Agents are surrounded by different architecture styles every day. Whether agents are showing brand new condominiums of Chicago, mansions in Barrington, or a historic bungalow in Berwyn, buyers and agents have their preferences. An agent’s duty is to make sure buyers are happy, and a working knowledge of architecture can play a key role.
“We provide an avenue for architects to stay connected to the industry, even when the industry is not connected to architecture, like now,” said AIA Chicago’s Executive Vice President, Zurich Esposito.
Real estate professionals can benefit from a membership, assisting them in serving clients by staying up-to-date on what’s happening in architecture, and also providing a network of architecture contacts at their convenience. “The real estate industry is certainly allied, working side by side with the architecture industry. We provide connections,” Esposito said.
The criteria for being an AIA member is to simply have a connection to the architecture industry; this includes architecture students, graphic designers, interior designers, manufacturers, software specialists, construction workers and agents, and even marketing representatives who frequently interact with architects.
Non-members can attend AIA Chicago’s workshops, typically for a fee, or they can join the thousands of members who have a leg up on the who’s, what’s and where’s of architecture for $225 a year as a professional affiliate member, or a group of three (referred to as affiliate firm) could join the chapter for $500. The costs vary for those who work as architects depending on their specific license, and students in architecture programs can join for $20.

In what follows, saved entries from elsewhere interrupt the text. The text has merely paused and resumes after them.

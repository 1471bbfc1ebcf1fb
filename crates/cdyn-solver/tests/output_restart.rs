//! Result files, output cadences and restart continuation.

mod common;

use std::fs;

use approx::assert_relative_eq;
use cdyn_io::{ResultWriter, load_restart, restart_file_name};
use cdyn_solver::{ContactStrategy, SolverConfig, SolverError, StressOutput};
use common::{SLAVE_NODES, dof, stacked_blocks};

fn config(strategy: ContactStrategy) -> SolverConfig {
    let mut config = SolverConfig::quasi_static()
        .with_time(0.2, 1.0, 5)
        .with_strategy(strategy);
    config.output.restart_every = 1;
    config
}

#[test]
fn restart_continues_to_the_same_solution() {
    for strategy in [ContactStrategy::FixedPoint, ContactStrategy::SemiSmooth] {
        let dir = tempfile::tempdir().expect("temp dir");
        let problem = stacked_blocks(0.1, -0.2, 1.0, config(strategy));

        let mut full = problem.build().expect("setup");
        let writer = ResultWriter::create(dir.path(), &problem.job_name).expect("writer");
        full.integrate(Some(&writer)).expect("full run");

        // restart from inside the closed phase
        let restart = load_restart(dir.path().join(restart_file_name(&problem.job_name, 3)))
            .expect("restart file");
        assert_eq!(restart.step, 3);

        let mut resumed = problem.build().expect("setup");
        resumed.restart_from(&restart).expect("restart");
        assert_eq!(resumed.model().integrator().step(), 3);
        assert_eq!(
            resumed.model().contact().expect("contact").active_set().num_active(),
            2
        );
        let reports = resumed.integrate(None).expect("resumed run");
        assert_eq!(reports.len(), 2);
        assert_eq!(reports[0].step, 4);

        let expected = full.model().integrator().state().displacement_n();
        let actual = resumed.model().integrator().state().displacement_n();
        for (a, e) in actual.iter().zip(expected.iter()) {
            assert_relative_eq!(*a, *e, epsilon = 1e-10);
        }
        let full_contact = full.model().contact().expect("contact");
        let resumed_contact = resumed.model().contact().expect("contact");
        for (a, e) in resumed_contact
            .lagrange_multipliers()
            .iter()
            .zip(full_contact.lagrange_multipliers().iter())
        {
            assert_relative_eq!(*a, *e, epsilon = 1e-8);
        }
    }
}

#[test]
fn restart_before_contact_keeps_the_interface_open() {
    let dir = tempfile::tempdir().expect("temp dir");
    let problem = stacked_blocks(0.1, -0.2, 1.0, config(ContactStrategy::FixedPoint));
    let mut full = problem.build().expect("setup");
    let writer = ResultWriter::create(dir.path(), &problem.job_name).expect("writer");
    full.integrate(Some(&writer)).expect("full run");

    let restart =
        load_restart(dir.path().join(restart_file_name(&problem.job_name, 1))).expect("restart");
    let mut resumed = problem.build().expect("setup");
    resumed.restart_from(&restart).expect("restart");
    assert!(resumed.model().contact().expect("contact").active_set().is_empty());

    let reports = resumed.integrate(None).expect("resumed run");
    assert_eq!(reports.len(), 4);
    assert_eq!(reports[1].active_set_steps, 2);
    let displacement = resumed.model().integrator().state().displacement_n();
    assert_relative_eq!(displacement[dof(SLAVE_NODES[0], 1)], -0.15, epsilon = 1e-9);
}

#[test]
fn restart_must_match_the_contact_setup() {
    let with_contact = stacked_blocks(0.1, -0.2, 1.0, config(ContactStrategy::FixedPoint));
    let mut without_contact = with_contact.clone();
    without_contact.contact = None;

    let mut solver = with_contact.build().expect("setup");
    solver.integrate(None).expect("run");
    let contact_restart = solver.model().restart_state();
    let mut other = without_contact.build().expect("setup");
    assert!(matches!(
        other.restart_from(&contact_restart),
        Err(SolverError::Restart(_))
    ));

    let mut solver = without_contact.build().expect("setup");
    solver.integrate(None).expect("run");
    let plain_restart = solver.model().restart_state();
    let mut other = with_contact.build().expect("setup");
    assert!(matches!(
        other.restart_from(&plain_restart),
        Err(SolverError::Restart(_))
    ));
}

#[test]
fn output_cadences_are_honoured() {
    let dir = tempfile::tempdir().expect("temp dir");
    let mut config = config(ContactStrategy::FixedPoint);
    config.output.results_every = 2;
    config.output.restart_every = 2;
    let problem = stacked_blocks(0.1, -0.2, 1.0, config);
    let mut solver = problem.build().expect("setup");
    let writer = ResultWriter::create(dir.path(), &problem.job_name).expect("writer");
    solver.integrate(Some(&writer)).expect("run");

    let dat = fs::read_to_string(writer.dat_path()).expect("dat file");
    assert!(dat.contains(" STEP 2 TIME"));
    assert!(dat.contains(" STEP 4 TIME"));
    assert!(!dat.contains(" STEP 1 TIME"));
    assert!(!dat.contains(" STEP 5 TIME"));
    assert!(dat.contains("fcontact"));

    // header plus one line per step
    let sta = fs::read_to_string(writer.sta_path()).expect("sta file");
    assert_eq!(sta.lines().count(), 6);

    for step in 1..=5 {
        let path = dir.path().join(restart_file_name(&problem.job_name, step));
        assert_eq!(path.exists(), step % 2 == 0, "restart after step {step}");
    }
}

#[test]
fn element_results_follow_the_stress_cadence() {
    let dir = tempfile::tempdir().expect("temp dir");
    let mut config = config(ContactStrategy::FixedPoint);
    config.output.restart_every = 0;
    config.output.results_every = 5;
    config.output.stress = StressOutput::Cauchy;
    config.output.stress_every = 1;
    let problem = stacked_blocks(0.1, -0.2, 1.0, config);
    let mut solver = problem.build().expect("setup");
    let writer = ResultWriter::create(dir.path(), &problem.job_name).expect("writer");
    solver.integrate(Some(&writer)).expect("run");

    let dat = fs::read_to_string(writer.dat_path()).expect("dat file");
    assert_eq!(dat.matches("element results").count(), 5);
    assert_eq!(dat.matches(" displacement (").count(), 1);
    assert!(
        fs::read_dir(dir.path())
            .expect("output dir")
            .filter_map(|entry| entry.ok())
            .all(|entry| !entry.file_name().to_string_lossy().contains("restart"))
    );
}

AIA Chicago bridges the gap between the architecture world and the real estate world with its programs, such as “Working with an Architect.” This program allows insight from residential architecture specialists, offering advice on “choosing an architect, navigating zoning and permit regulations, and avoiding costly surprises,” as well as other important considerations for renovating or remodeling any home.
Although aspiring architects are important to the group, practicing architects with memberships receive continuing education and award opportunities as well. The four award categories for established architects are distinguished building, divine detail, interior architecture and un-built design. All submitted architecture is required to have some connection to the Windy City – only buildings or homes designed by a Chicago architect or Chicago-area buildings and homes are valid submissions. This means award submissions can still – and have – come from all over, from Germany to Dubai to the heart of Chicago.
Chicago, being a city known for its architecture, never disappoints the judges; Esposito says they are always thrilled and often challenged to pick a winner due to all the awe-inspiring submissions the jurors are presented with. A Perkins+Will building, 235 W. Van Buren (left), won the distinguished building award in 2010.
“We invite distinguished architects from around the country to serve as jurors,” said Esposito, adding that the chairman and co-chairman of awards select different jurors each year, and there is a strict selection process which ensures that jurors have no conflicts of interest, such as ties to a firm who submitted a project for the award that they are judging.
“We all spend so much time in architecture and we should really understand the world around us. Good design makes for better lives,” said Esposito. “By understanding architecture and design, it allows for us to make better choices for ourselves and it adds to the quality of life. It’s important to consider how it looks, how it functions and how you function within it.”